Evolution – Pronostic
Evolution
L’évolution du tétanos ne se conçoit que sous traitement dans une unité de soins intensifs.
Eléments de surveillance
Ce sont : – l’état d’hydratation et nutritionnel,
– les constantes surtout les courbes de température, de pouls et de pression artérielle,
– l’examen de tous les appareils, en particulier respiratoire et urinaire,
– la porte d’entrée,
– l’état de conscience,
– la classification par stades de MOLLARET .
Modalités évolutives
Plusieurs modalités évolutives sont possibles :
• La guérison
Elle survient au bout de 3 à 4 semaines (la toxine reste fixée 21 jours) avec cessation des paroxysmes, disparition progressive des contractures sous le contrôle des sédatifs, reprise d’une déglutition et d’une alimentation normale.
• Les complications
Elles peuvent survenir à tout moment et modifier le cours évolutif du tétanos. Ce sont des complications :
✧ cardiovasculaires
Il peut s’agir : – d’anomalies du rythme cardiaque à type bradycardie, de tachycardie, d’arythmies auriculaires ou ventriculaires, voire d’arrêt cardiaque, en rapport avec le syndrome dysautonomique,
– de variations de la pression artérielle (hypertension ou collapsus)
✧ respiratoires
La rigidité des muscles respiratoires est responsable de troubles ventilatoires à type d’encombrement bronchique et d’atélectasie. Par ailleurs le spasme glottique peut conduire à l’arrêt respiratoire à tout moment.
✧ thromboemboliques
La maladie thromboembolique, redoutable par sa latence, est un risque majeur. L’alitement, l’âge avancé, le mauvais état veineux pré-existant concourent à l’installation de la phlébite jambière et à l’embolie pulmonaire parfois révélatrice de la thrombose mortelle.
✧ infectieuses
Il peut s’agir d’une septicémie, d’une infection urinaire ou pulmonaire, infections qui sont en général iatrogènes (en rapport avec un cathéter, une sonde urinaire ou la trachéotomie)
✧ de décubitus
Il s’agit essentiellement des escarres, qui sont beaucoup plus fréquentes en raison de la pénurie chronique en personnel infirmier et en kinésithérapeutes.
• Les séquelles
Les séquelles sont représentées par :
✧ les fractures vertébrales
Elles sont dues aux contractures des muscles paravertébraux et se produisent souvent précocement, avant que la sédation thérapeutique soit satisfaisante. Ces fractures sont plus fréquentes chez les sujets de moins de 20 ans, probablement parce que les vertèbres ne sont pas complètement ossifiées. Il s’agit habituellement de fractures-tassements des vertèbres dorsales ( D 3 à D 10) ; les fractures cervicales et lombaires sont rares.

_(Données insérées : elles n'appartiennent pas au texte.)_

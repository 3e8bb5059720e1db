//! A bounded pool of lazily opened raster readers.
//!
//! Input sets can be far larger than the number of file handles (or the
//! memory) available, so readers are opened on first use and kept in an LRU
//! cache behind a mutex. Opening and eviction are the only cross-thread
//! synchronization points on the read path; the returned `Arc` keeps a
//! reader alive for the duration of a read even if it is evicted meanwhile.

use anyhow::{Context, Result};
use demtiles_core::LimitedCache;
use std::sync::{Arc, Mutex};

use crate::RasterSource;

/// Opens one raster source; called at most once per cache residency.
pub type SourceOpener = Arc<dyn Fn() -> Result<Arc<dyn RasterSource>> + Send + Sync>;

/// A lazily opening, LRU-bounded collection of raster readers.
pub struct SourcePool {
	openers: Vec<SourceOpener>,
	cache: Mutex<LimitedCache<usize, Arc<dyn RasterSource>>>,
}

impl SourcePool {
	/// Creates a pool over the given openers keeping at most `max_open`
	/// readers open at once.
	pub fn new(openers: Vec<SourceOpener>, max_open: usize) -> SourcePool {
		SourcePool {
			openers,
			cache: Mutex::new(LimitedCache::new(max_open.max(1))),
		}
	}

	/// A pool over already-open sources; used by tests and library callers.
	pub fn from_sources(sources: Vec<Arc<dyn RasterSource>>) -> SourcePool {
		let max_open = sources.len().max(1);
		let openers = sources
			.into_iter()
			.map(|source| {
				let opener: SourceOpener = Arc::new(move || Ok(source.clone()));
				opener
			})
			.collect();
		SourcePool::new(openers, max_open)
	}

	pub fn len(&self) -> usize {
		self.openers.len()
	}

	pub fn is_empty(&self) -> bool {
		self.openers.is_empty()
	}

	/// Returns the reader for input `index`, opening it if necessary.
	pub fn get(&self, index: usize) -> Result<Arc<dyn RasterSource>> {
		let opener = self
			.openers
			.get(index)
			.with_context(|| format!("no input registered at index {index}"))?
			.clone();
		let mut cache = self.cache.lock().unwrap();
		cache.get_or_open(&index, || opener())
	}

	/// Number of currently open readers.
	pub fn open_count(&self) -> usize {
		self.cache.lock().unwrap().len()
	}
}

impl std::fmt::Debug for SourcePool {
	fn fmt(&self, f: &mut std::fmt::Formatter<'_>) -> std::fmt::Result {
		f.debug_struct("SourcePool")
			.field("inputs", &self.openers.len())
			.field("open", &self.open_count())
			.finish()
	}
}

#[cfg(test)]
mod tests {
	use super::*;
	use crate::MemoryRaster;
	use demtiles_core::{Georef, Srs};
	use std::sync::atomic::{AtomicUsize, Ordering};

	fn test_opener(opens: Arc<AtomicUsize>) -> SourceOpener {
		Arc::new(move || {
			opens.fetch_add(1, Ordering::SeqCst);
			let georef = Georef::from_origin(Srs::new("EPSG:4326"), 0.0, 1.0, 1.0, 1.0, -9999.0)?;
			Ok(Arc::new(MemoryRaster::filled(georef, 2, 2, 7.0)) as Arc<dyn RasterSource>)
		})
	}

	#[test]
	fn test_opens_lazily_and_caches() {
		let opens = Arc::new(AtomicUsize::new(0));
		let pool = SourcePool::new(vec![test_opener(opens.clone())], 4);
		assert_eq!(opens.load(Ordering::SeqCst), 0);

		let a = pool.get(0).unwrap();
		let b = pool.get(0).unwrap();
		assert_eq!(opens.load(Ordering::SeqCst), 1);
		assert!(Arc::ptr_eq(&a, &b));
	}

	#[test]
	fn test_eviction_reopens() {
		let opens = Arc::new(AtomicUsize::new(0));
		let pool = SourcePool::new(vec![test_opener(opens.clone()), test_opener(opens.clone())], 1);

		pool.get(0).unwrap();
		pool.get(1).unwrap(); // evicts 0
		pool.get(0).unwrap(); // reopens 0
		assert_eq!(opens.load(Ordering::SeqCst), 3);
		assert_eq!(pool.open_count(), 1);
	}

	#[test]
	fn test_unknown_index_fails() {
		let pool = SourcePool::new(vec![], 1);
		assert!(pool.get(0).is_err());
	}
}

Parfois, ces fractures sont latentes ou n’entraînent qu’une gêne modérée, tandis qu’ailleurs, elles provoquent une déformation cyphotique.
✧ les paraostéoarthropathies
Les paraostéoarthropathies sont les séquelles les plus importantes du tétanos. Il ne s’agit pas de simples calcifications des tissus mous périarticulaires mais d’un véritable tissu osseux avec ostéoblastes, ostéoclastes et moelle osseuse. Leur pathogénie demeure obscure et elles surviennent surtout chez les sujets de 40 à 60 ans, ayant des tétanos graves. Elles sont vraisemblablement favorisées par l’intensité des contractures et des paroxysmes. Leur fréquence a beaucoup diminué depuis que, grâce au diazépam, une meilleure relaxation musculaire est obtenue. Sont atteints surtout les coudes et les épaules, moins souvent les genoux, les hanches, les articulations des mains. C’est en général entre le 20e et le 60e jour qu’apparaissent les signes cliniques, les signes radiologiques étant d’ordinaire tardifs. Les articulations ont une mobilité réduite, sont douloureuses, souvent gonflées et chaudes, le tout parfois accompagné de poussées fébriles. Les premiers signes radiologiques sont des opacités ponctuées ou nuageuses siégeant dans les parties molles périarticulaires ou au contact de l’os.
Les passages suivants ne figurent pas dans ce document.